Saved data entries
//! Terminal helpers.

use std::io::Write;

/// Sets the terminal title via the xterm escape sequence.
pub fn set_terminal_title(title: &str) {
    print!("\x1b]0;{}\x07", title);
}

/// Sets the terminal title and flushes stdout so it takes effect immediately.
pub fn set_terminal_title_and_flush(title: &str) {
    set_terminal_title(title);
    let _ = std::io::stdout().flush();
}
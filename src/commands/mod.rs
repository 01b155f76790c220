//! Command handlers, one module per command family.
//!
//! Each handler takes the already-resolved repo list from the dispatcher,
//! walks it with [`crate::walker::for_each_repo`] where directory context is
//! needed, and shells out to the relevant external tool.

pub mod archive;
pub mod audit;
pub mod last_week;
pub mod pulls;
pub mod release;
pub mod repo;
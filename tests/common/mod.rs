//! Common test utilities and helpers
#![allow(dead_code)]

pub mod git;

use std::path::{Path, PathBuf};
use std::sync::{Mutex, MutexGuard, OnceLock};

use anyhow::Result;
use tempfile::TempDir;

use relman::registry::Repo;

static TEST_MUTEX: OnceLock<Mutex<()>> = OnceLock::new();

/// Acquires a global lock for tests that modify process-wide state (the
/// working directory). The walker and the `auto` group both read it.
pub fn lock_test() -> MutexGuard<'static, ()> {
    // A poisoned lock only means another test failed while holding it.
    match TEST_MUTEX.get_or_init(|| Mutex::new(())).lock() {
        Ok(guard) => guard,
        Err(poisoned) => poisoned.into_inner(),
    }
}

/// A temporary directory laid out the way the tool expects at runtime:
/// registry repos as sibling directories under one root.
pub struct Workspace {
    pub temp_dir: TempDir,
}

impl Workspace {
    pub fn new() -> Workspace {
        Workspace {
            temp_dir: TempDir::new().expect("failed to create temp workspace"),
        }
    }

    pub fn path(&self) -> &Path {
        self.temp_dir.path()
    }

    /// Creates the repo's directory without git metadata.
    pub fn add_dir(&self, repo: &Repo) -> PathBuf {
        let dir = self.path().join(repo.repo_name);
        std::fs::create_dir_all(&dir).expect("failed to create repo dir");
        dir
    }

    /// Creates the repo's directory as a git repository with one commit.
    pub fn add_git_repo(&self, repo: &Repo) -> Result<PathBuf> {
        let dir = self.add_dir(repo);
        git::setup_git_repo(&dir)?;
        git::create_test_commit(&dir, "README.md", "test repo\n", "initial commit")?;
        Ok(dir)
    }

    /// Creates the repo as a clone of a throwaway local upstream, so the
    /// clone has an `origin` remote and an `origin/<branch>` tracking ref.
    /// Committing in the seed and pushing it to the upstream simulates
    /// remote activity the clone has not seen yet.
    pub fn add_repo_with_origin(&self, repo: &Repo, branch: &str) -> Result<RemoteRepo> {
        let seed = self.path().join(format!("{}-seed", repo.repo_name));
        std::fs::create_dir_all(&seed)?;
        git::setup_git_repo(&seed)?;
        // HEAD is still unborn here, so this just names the first branch.
        git::run(&seed, &["checkout", "-q", "-b", branch])?;
        git::create_test_commit(&seed, "README.md", "seed repo\n", "initial commit")?;

        let upstream = self.path().join(format!("{}.git", repo.repo_name));
        git::run(
            self.path(),
            &[
                "clone",
                "-q",
                "--bare",
                seed.to_str().expect("utf-8 path"),
                upstream.to_str().expect("utf-8 path"),
            ],
        )?;

        let clone = self.path().join(repo.repo_name);
        git::run(
            self.path(),
            &[
                "clone",
                "-q",
                upstream.to_str().expect("utf-8 path"),
                clone.to_str().expect("utf-8 path"),
            ],
        )?;
        // Re-applies the test user config inside the fresh clone.
        git::setup_git_repo(&clone)?;

        Ok(RemoteRepo {
            seed,
            upstream,
            clone,
        })
    }
}

/// A registry repo backed by a local bare upstream, for exercising
/// fetch/pull/push flows without the network.
pub struct RemoteRepo {
    pub seed: PathBuf,
    pub upstream: PathBuf,
    pub clone: PathBuf,
}
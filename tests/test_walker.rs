//! Integration tests for the sequential repo walker.
//!
//! The walker mutates the process working directory, so every test takes the
//! global lock and enters a temp workspace through the same `WorkDir` guard
//! the walker itself uses.

mod common;
use common::{lock_test, Workspace};

use std::cell::RefCell;
use std::env;
use std::path::Path;

use relman::registry::get_repo_by_id;
use relman::walker::{for_each_repo, Walk, WorkDir};

fn canonical(path: &Path) -> std::path::PathBuf {
    path.canonicalize().expect("path exists")
}

#[tokio::test]
async fn visits_all_repos_in_order_and_restores_cwd() {
    let _lock = lock_test();
    let android = get_repo_by_id("android", None).expect("registered");
    let ios = get_repo_by_id("ios", None).expect("registered");
    let docs = get_repo_by_id("docs", None).expect("registered");
    let repos = [android, ios, docs];

    let ws = Workspace::new();
    for repo in &repos {
        ws.add_dir(repo);
    }
    let _cwd = WorkDir::push(ws.path()).expect("enter workspace");
    let before = env::current_dir().expect("cwd");

    let visited = RefCell::new(Vec::new());
    for_each_repo(&repos, |repo| {
        let visited = &visited;
        async move {
            // The action must observe its own repo directory, nothing else.
            let here = canonical(&env::current_dir()?);
            assert_eq!(here.file_name().unwrap().to_str().unwrap(), repo.repo_name);
            visited.borrow_mut().push(repo.id);
            Ok(())
        }
    })
    .await
    .expect("walk succeeds");

    assert_eq!(*visited.borrow(), vec!["android", "ios", "docs"]);
    assert_eq!(env::current_dir().expect("cwd"), before);
}

#[tokio::test]
async fn nested_walk_restores_inner_entry_directory() {
    let _lock = lock_test();
    let android = get_repo_by_id("android", None).expect("registered");
    let ios = get_repo_by_id("ios", None).expect("registered");

    let ws = Workspace::new();
    let android_dir = canonical(&ws.add_dir(android));
    ws.add_dir(ios);
    let _cwd = WorkDir::push(ws.path()).expect("enter workspace");

    let walk = Walk::from_cwd().expect("context");
    walk.run(&[android], |_repo, inner| {
        let android_dir = android_dir.clone();
        async move {
            let entry_dir = canonical(&env::current_dir()?);
            assert_eq!(entry_dir, android_dir);

            inner
                .run(&[ios], |repo, _| async move {
                    let here = canonical(&env::current_dir()?);
                    assert_eq!(here.file_name().unwrap().to_str().unwrap(), repo.repo_name);
                    Ok(())
                })
                .await?;

            // Back inside the outer repo, not the workspace root.
            assert_eq!(canonical(&env::current_dir()?), entry_dir);
            Ok(())
        }
    })
    .await
    .expect("nested walk succeeds");
}

#[tokio::test]
async fn missing_directory_halts_walk_before_its_action() {
    let _lock = lock_test();
    let android = get_repo_by_id("android", None).expect("registered");
    let ios = get_repo_by_id("ios", None).expect("registered");
    let docs = get_repo_by_id("docs", None).expect("registered");

    let ws = Workspace::new();
    ws.add_dir(android);
    ws.add_dir(docs);
    // cordova-ios deliberately missing.
    let _cwd = WorkDir::push(ws.path()).expect("enter workspace");
    let before = env::current_dir().expect("cwd");

    let visited = RefCell::new(Vec::new());
    let err = for_each_repo(&[android, ios, docs], |repo| {
        let visited = &visited;
        async move {
            visited.borrow_mut().push(repo.id);
            Ok(())
        }
    })
    .await
    .expect_err("walk must fail on the missing repo");

    assert_eq!(*visited.borrow(), vec!["android"]);
    let message = err.to_string();
    assert!(message.contains("cordova-ios"), "unexpected error: {message}");
    assert!(message.contains("repo-clone"), "unexpected error: {message}");
    assert_eq!(env::current_dir().expect("cwd"), before);
}

#[tokio::test]
async fn failing_action_still_restores_cwd() {
    let _lock = lock_test();
    let android = get_repo_by_id("android", None).expect("registered");

    let ws = Workspace::new();
    ws.add_dir(android);
    let _cwd = WorkDir::push(ws.path()).expect("enter workspace");
    let before = env::current_dir().expect("cwd");

    let err = for_each_repo(&[android], |_repo| async move {
        anyhow::bail!("action exploded")
    })
    .await
    .expect_err("action error propagates");

    assert!(err.to_string().contains("action exploded"));
    assert_eq!(env::current_dir().expect("cwd"), before);
}

#[test]
fn workdir_guard_restores_on_drop() {
    let _lock = lock_test();
    let ws = Workspace::new();
    let before = env::current_dir().expect("cwd");

    {
        let _guard = WorkDir::push(ws.path()).expect("enter workspace");
        assert_eq!(
            canonical(&env::current_dir().expect("cwd")),
            canonical(ws.path())
        );
    }
    assert_eq!(env::current_dir().expect("cwd"), before);
}

#[test]
fn workdir_push_fails_for_missing_directory() {
    let _lock = lock_test();
    let before = env::current_dir().expect("cwd");
    assert!(WorkDir::push(Path::new("/definitely/not/a/real/dir")).is_err());
    assert_eq!(env::current_dir().expect("cwd"), before);
}
//! # relman
//!
//! `relman` is a release-and-repository-management library for projects that
//! span many component git repositories. It powers the `relman` CLI tool.
//!
//! ## Core Features
//!
//! - **Repository Registry**: A static catalog of every managed repository,
//!   grouped by category (platforms, plugins, docs, tooling, infra).
//! - **Group Resolution**: Named groups (`all`, `active-platform`, `cadence`,
//!   `auto`, ...) computed as views over the registry.
//! - **Sequential Walking**: Visit each selected repository in order with the
//!   working directory scoped around a caller-supplied async action.
//! - **Release Helpers**: Branch preparation, tagging, archive
//!   creation/verification, and license-header auditing.
//!
//! ## Example
//!
//! ```rust,no_run
//! use relman::groups::repo_group;
//! use relman::walker::for_each_repo;
//!
//! #[tokio::main]
//! async fn main() -> anyhow::Result<()> {
//!     let repos = repo_group("auto").expect("auto is a built-in group");
//!     for_each_repo(&repos, |repo| async move {
//!         println!("visiting {}", repo.title);
//!         Ok(())
//!     })
//!     .await
//! }
//! ```

pub mod commands;
pub mod exec;
pub mod git;
pub mod groups;
pub mod registry;
pub mod utils;
pub mod walker;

What to work on »
Report each line of the records that holds the word "without".

Exercise answer »
    /// Creates the repo's directory without git metadata.
/// fetch/pull/push flows without the network.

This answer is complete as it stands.